When did Paris become romantic?

December 22, 2009

When did Paris get to be the city of romance and of young lovers?  No doubt, the photographs of Robert Doisneau had something to do with it.  Is it a post WWII phenomenon?  I think of Paris for the period before that as being the city of loose women, artists, intellectuals, free-wheeling nightlife, but not exactly romance.  As the WWI song went,

How ya’ going to keep them down on the farm,
after they’ve seen Gay Pa-ree?

This referred to all those rural American doughboy soldiers who’d gotten a taste of Sodom’s delights while on leave in the big city.  And before that, during the Second Empire and the fin de siècle, Paris was the city of sin, lust, greed, wild financial wheeler-dealing, whores and nightclubs, drugs and absinthe, “ballet” dancers for purchase by rich sybarites, and plunging décolletage.  Not exactly the stuff of…romance.

And then there’s the Paris of brutality and political insurrection.  The bloody suppression of the Commune, the revolutions in the streets of 1830 and 1848, with barricades and hand-to-hand fighting.  Looming over it all, the Big One, The French Revolution of 1789, and the ensuing Terror.  Again, not too much romance there.

People talk about how beautiful Paris is, as if the urban plan and the regular facades of the streets exude loveliness and, of course, romance.  More and more, when I think of Paris, I think of its reconstruction under Napoleon III and Hausmann, the ruthless demolition of neighborhoods, the eviction of thousands, the fraud, the corruption, and the waste incurred during the pell mell rebuilding of the city in Napoleon’s image until his ignominious exit in 1871.  The long avenues and the open circles seem to me the marks of authoritarian planning, a dictatorial City Beautiful [in America, urban renewal was called by some negro removal; in Paris, it would have been worker removal] all of which has been imitated by dictators of various intellectual calibers since, from Romania to the Ivory Coast.

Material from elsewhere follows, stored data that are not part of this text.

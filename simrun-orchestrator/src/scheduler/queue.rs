//! Pending queue
//!
//! Queued jobs are ordered by effective priority, then by admission order.
//! Effective priority is the submitted priority plus one point for every
//! `aging_interval` the job has waited, so low-priority work cannot be
//! starved by a steady stream of higher-priority submissions. The dispatcher
//! never looks past the head: a large job at the head holds back smaller
//! ones until capacity frees up, which keeps large jobs from starving.

use std::time::{Duration, Instant};
use uuid::Uuid;

#[derive(Debug, Clone)]
pub struct QueuedEntry {
    pub job_id: Uuid,
    pub priority: i32,
    pub slots: u32,
    pub enqueued_at: Instant,
    seq: u64,
}

#[derive(Debug)]
pub struct PendingQueue {
    entries: Vec<QueuedEntry>,
    next_seq: u64,
    aging_interval: Duration,
}

impl QueuedEntry {
    fn effective_priority(&self, now: Instant, aging_interval: Duration) -> i64 {
        let bonus = if aging_interval.is_zero() {
            0
        } else {
            let age = now.saturating_duration_since(self.enqueued_at);
            (age.as_nanos() / aging_interval.as_nanos()) as i64
        };
        self.priority as i64 + bonus
    }
}

impl PendingQueue {
    pub fn new(aging_interval: Duration) -> Self {
        Self {
            entries: Vec::new(),
            next_seq: 0,
            aging_interval,
        }
    }

    pub fn push(&mut self, job_id: Uuid, priority: i32, slots: u32) {
        self.push_at(job_id, priority, slots, Instant::now());
    }

    pub fn push_at(&mut self, job_id: Uuid, priority: i32, slots: u32, enqueued_at: Instant) {
        let seq = self.next_seq;
        self.next_seq += 1;
        self.entries.push(QueuedEntry {
            job_id,
            priority,
            slots,
            enqueued_at,
            seq,
        });
    }

    /// The entry the dispatcher must try next
    pub fn head(&self, now: Instant) -> Option<&QueuedEntry> {
        self.entries.iter().min_by(|a, b| {
            let pa = a.effective_priority(now, self.aging_interval);
            let pb = b.effective_priority(now, self.aging_interval);
            pb.cmp(&pa).then(a.seq.cmp(&b.seq))
        })
    }

    pub fn remove(&mut self, job_id: Uuid) -> Option<QueuedEntry> {
        let index = self.entries.iter().position(|e| e.job_id == job_id)?;
        Some(self.entries.remove(index))
    }

    pub fn contains(&self, job_id: Uuid) -> bool {
        self.entries.iter().any(|e| e.job_id == job_id)
    }

    pub fn len(&self) -> usize {
        self.entries.len()
    }

    pub fn is_empty(&self) -> bool {
        self.entries.is_empty()
    }
}

#[cfg(test)]
mod tests {
    use super::*;

    #[test]
    fn test_fifo_for_equal_priority() {
        let mut queue = PendingQueue::new(Duration::from_secs(60));
        let now = Instant::now();
        let first = Uuid::new_v4();
        let second = Uuid::new_v4();

        queue.push_at(first, 0, 1, now);
        queue.push_at(second, 0, 1, now);

        assert_eq!(queue.head(now).unwrap().job_id, first);
        queue.remove(first);
        assert_eq!(queue.head(now).unwrap().job_id, second);
    }

    #[test]
    fn test_priority_breaks_ties() {
        let mut queue = PendingQueue::new(Duration::from_secs(60));
        let now = Instant::now();
        let low = Uuid::new_v4();
        let high = Uuid::new_v4();

        queue.push_at(low, 0, 1, now);
        queue.push_at(high, 5, 1, now);

        assert_eq!(queue.head(now).unwrap().job_id, high);
    }

    #[test]
    fn test_aging_lifts_old_low_priority_job() {
        let mut queue = PendingQueue::new(Duration::from_secs(10));
        let start = Instant::now();
        let old_low = Uuid::new_v4();
        let fresh_high = Uuid::new_v4();

        queue.push_at(old_low, 0, 4, start);
        let later = start + Duration::from_secs(35);
        queue.push_at(fresh_high, 2, 1, later);

        // 35s of waiting is worth 3 points, beating priority 2
        assert_eq!(queue.head(later).unwrap().job_id, old_low);
    }

    #[test]
    fn test_zero_aging_interval_disables_aging() {
        let mut queue = PendingQueue::new(Duration::ZERO);
        let start = Instant::now();
        let old_low = Uuid::new_v4();
        let high = Uuid::new_v4();

        queue.push_at(old_low, 0, 1, start);
        queue.push_at(high, 1, 1, start);

        assert_eq!(queue.head(start + Duration::from_secs(3600)).unwrap().job_id, high);
    }

    #[test]
    fn test_remove_and_contains() {
        let mut queue = PendingQueue::new(Duration::from_secs(1));
        let id = Uuid::new_v4();
        queue.push(id, 0, 2);

        assert!(queue.contains(id));
        assert_eq!(queue.remove(id).unwrap().slots, 2);
        assert!(!queue.contains(id));
        assert!(queue.remove(id).is_none());
        assert!(queue.is_empty());
    }
}
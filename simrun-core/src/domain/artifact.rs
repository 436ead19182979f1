//! Artifact domain types

use chrono::{DateTime, Utc};
use serde::{Deserialize, Serialize};
use std::path::PathBuf;

/// An output file produced by a simulation run
#[derive(Debug, Clone, PartialEq, Eq, Serialize, Deserialize)]
pub struct Artifact {
    /// Absolute location of the file
    pub path: PathBuf,

    /// Location relative to the job workspace
    pub relative_path: PathBuf,

    pub size_bytes: u64,

    pub modified_at: Option<DateTime<Utc>>,
}
//! Read side of the job log

use simrun_core::domain::log::LogLine;
use std::collections::VecDeque;
use std::io::SeekFrom;
use std::path::{Path, PathBuf};
use std::sync::Arc;
use std::time::Duration;
use tokio::io::{AsyncReadExt, AsyncSeekExt};
use tracing::warn;
use uuid::Uuid;

use super::MAX_TAIL_LINES;
use crate::error::Result;
use crate::repository::JobStore;

/// All complete lines of a log file; a missing file is an empty log
pub async fn read_lines(path: &Path) -> std::io::Result<Vec<LogLine>> {
    let bytes = match tokio::fs::read(path).await {
        Ok(bytes) => bytes,
        Err(e) if e.kind() == std::io::ErrorKind::NotFound => return Ok(Vec::new()),
        Err(e) => return Err(e),
    };
    let complete = bytes.iter().rposition(|b| *b == b'\n').map_or(0, |i| i + 1);
    Ok(parse_lines(&bytes[..complete]))
}

/// The last `n` lines of a log, with `n` clamped to `1..=10_000`
pub async fn tail(path: &Path, n: usize) -> std::io::Result<Vec<LogLine>> {
    let n = n.clamp(1, MAX_TAIL_LINES);
    let mut lines = read_lines(path).await?;
    let skip = lines.len().saturating_sub(n);
    Ok(lines.split_off(skip))
}

fn parse_lines(bytes: &[u8]) -> Vec<LogLine> {
    bytes
        .split(|b| *b == b'\n')
        .filter(|raw| !raw.is_empty())
        .filter_map(|raw| match serde_json::from_slice::<LogLine>(raw) {
            Ok(line) => Some(line),
            Err(e) => {
                warn!(error = %e, "Skipping malformed log line");
                None
            }
        })
        .collect()
}

/// Follows a job log from a starting sequence number
///
/// `next` yields lines as they are appended. Once the log is drained and the
/// job is terminal it returns `None`; until then it waits and polls again.
/// Dropping the stream and opening a new one restarts it.
pub struct LogStream {
    job_id: Uuid,
    path: PathBuf,
    store: Arc<dyn JobStore>,
    poll_interval: Duration,
    from_seq: u64,
    offset: u64,
    pending: VecDeque<LogLine>,
    finished: bool,
}

impl LogStream {
    pub(crate) fn new(
        job_id: Uuid,
        path: PathBuf,
        store: Arc<dyn JobStore>,
        poll_interval: Duration,
        from_seq: u64,
    ) -> Self {
        Self {
            job_id,
            path,
            store,
            poll_interval,
            from_seq,
            offset: 0,
            pending: VecDeque::new(),
            finished: false,
        }
    }

    pub fn job_id(&self) -> Uuid {
        self.job_id
    }

    pub async fn next(&mut self) -> Result<Option<LogLine>> {
        loop {
            if let Some(line) = self.pending.pop_front() {
                return Ok(Some(line));
            }
            if self.finished {
                return Ok(None);
            }

            // Check terminal state before reading so no line written before
            // finalization can be missed
            let terminal = self
                .store
                .get(self.job_id)
                .await?
                .is_none_or(|job| job.is_terminal());

            self.read_more().await?;

            if self.pending.is_empty() {
                if terminal {
                    self.finished = true;
                } else {
                    tokio::time::sleep(self.poll_interval).await;
                }
            }
        }
    }

    /// Collects every remaining line, waiting for the job to finish
    pub async fn collect_all(mut self) -> Result<Vec<LogLine>> {
        let mut lines = Vec::new();
        while let Some(line) = self.next().await? {
            lines.push(line);
        }
        Ok(lines)
    }

    async fn read_more(&mut self) -> std::io::Result<()> {
        let mut file = match tokio::fs::File::open(&self.path).await {
            Ok(file) => file,
            Err(e) if e.kind() == std::io::ErrorKind::NotFound => return Ok(()),
            Err(e) => return Err(e),
        };
        file.seek(SeekFrom::Start(self.offset)).await?;

        let mut bytes = Vec::new();
        file.read_to_end(&mut bytes).await?;

        let Some(last_newline) = bytes.iter().rposition(|b| *b == b'\n') else {
            return Ok(());
        };
        let complete = &bytes[..=last_newline];
        self.offset += complete.len() as u64;

        let from_seq = self.from_seq;
        self.pending
            .extend(parse_lines(complete).into_iter().filter(|l| l.seq >= from_seq));
        Ok(())
    }
}

#[cfg(test)]
mod tests {
    use super::*;
    use crate::logs::LogWriter;
    use crate::repository::InMemoryJobStore;
    use chrono::Utc;
    use simrun_core::domain::job::{JobOutcome, SimulationJob};
    use simrun_core::domain::log::LogSource;
    use simrun_core::dto::job::SubmitJob;
    use std::io::Write;

    async fn running_job(store: &InMemoryJobStore) -> SimulationJob {
        let mut job = SimulationJob::from_submission(SubmitJob::new("a", "run 1", 1), Utc::now());
        job.mark_queued(Utc::now()).unwrap();
        job.mark_running(Utc::now()).unwrap();
        store.insert(&job).await.unwrap();
        job
    }

    #[tokio::test]
    async fn test_partial_lines_are_not_visible() {
        let dir = tempfile::tempdir().unwrap();
        let path = dir.path().join("engine.log");
        let mut writer = LogWriter::open(&path, 1).await.unwrap();
        writer.append(LogSource::Stdout, "complete").await.unwrap();

        let mut file = std::fs::OpenOptions::new().append(true).open(&path).unwrap();
        file.write_all(b"{\"seq\":1,\"timest").unwrap();

        let lines = read_lines(&path).await.unwrap();
        assert_eq!(lines.len(), 1);
        assert_eq!(lines[0].message, "complete");
    }

    #[tokio::test]
    async fn test_tail_clamps_request() {
        let dir = tempfile::tempdir().unwrap();
        let path = dir.path().join("engine.log");
        let mut writer = LogWriter::open(&path, 1).await.unwrap();
        for i in 0..5 {
            writer.append(LogSource::Stdout, format!("line {}", i)).await.unwrap();
        }

        let last_two = tail(&path, 2).await.unwrap();
        assert_eq!(last_two.iter().map(|l| l.seq).collect::<Vec<_>>(), vec![3, 4]);

        assert_eq!(tail(&path, 0).await.unwrap().len(), 1);
        assert_eq!(tail(&path, usize::MAX).await.unwrap().len(), 5);
        assert!(tail(&dir.path().join("missing.log"), 10).await.unwrap().is_empty());
    }

    #[tokio::test]
    async fn test_stream_follows_until_terminal() {
        let dir = tempfile::tempdir().unwrap();
        let path = dir.path().join("engine.log");
        let store = InMemoryJobStore::new();
        let mut job = running_job(&store).await;

        let mut stream = LogStream::new(
            job.id,
            path.clone(),
            Arc::new(store.clone()),
            Duration::from_millis(10),
            0,
        );

        let mut writer = LogWriter::open(&path, 1).await.unwrap();
        writer.append(LogSource::Stdout, "first").await.unwrap();
        assert_eq!(stream.next().await.unwrap().unwrap().message, "first");

        let writer_task = tokio::spawn(async move {
            tokio::time::sleep(Duration::from_millis(50)).await;
            writer.append(LogSource::Stdout, "second").await.unwrap();
            job.finish(JobOutcome::completed(Vec::new()), Utc::now()).unwrap();
            store.update(&job).await.unwrap();
        });

        assert_eq!(stream.next().await.unwrap().unwrap().message, "second");
        writer_task.await.unwrap();
        assert!(stream.next().await.unwrap().is_none());
    }

    #[tokio::test]
    async fn test_stream_from_sequence() {
        let dir = tempfile::tempdir().unwrap();
        let path = dir.path().join("engine.log");
        let store = InMemoryJobStore::new();
        let mut job = running_job(&store).await;

        let mut writer = LogWriter::open(&path, 1).await.unwrap();
        for i in 0..4 {
            writer.append(LogSource::Stdout, format!("line {}", i)).await.unwrap();
        }
        job.finish(JobOutcome::completed(Vec::new()), Utc::now()).unwrap();
        store.update(&job).await.unwrap();

        let stream = LogStream::new(job.id, path, Arc::new(store), Duration::from_millis(10), 2);
        let lines = stream.collect_all().await.unwrap();
        assert_eq!(lines.iter().map(|l| l.seq).collect::<Vec<_>>(), vec![2, 3]);
    }
}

I guess I’ve been reading too much Zola.  I was surprised to find how many of his novels deal with precisely this topic, the rebuilding of the city.  The Belly of Paris and The Kill are two that come to mind immediately.  And as for décolletage, he documents it in several texts, most tellingly here where he is describing not a prostitute or courtesan, but a society lady:

When Renée entered the room, a murmur of admiration greeted her.  She was truly divine…her head and bodice were done up adorably.   Her breasts exposed, almost to the nipples…the young woman seemed to emerge stark naked from her sheath of tulle and salin… [more here]

Does the objectification of woman get any more explicit?  Romance?..  A few images from now and then…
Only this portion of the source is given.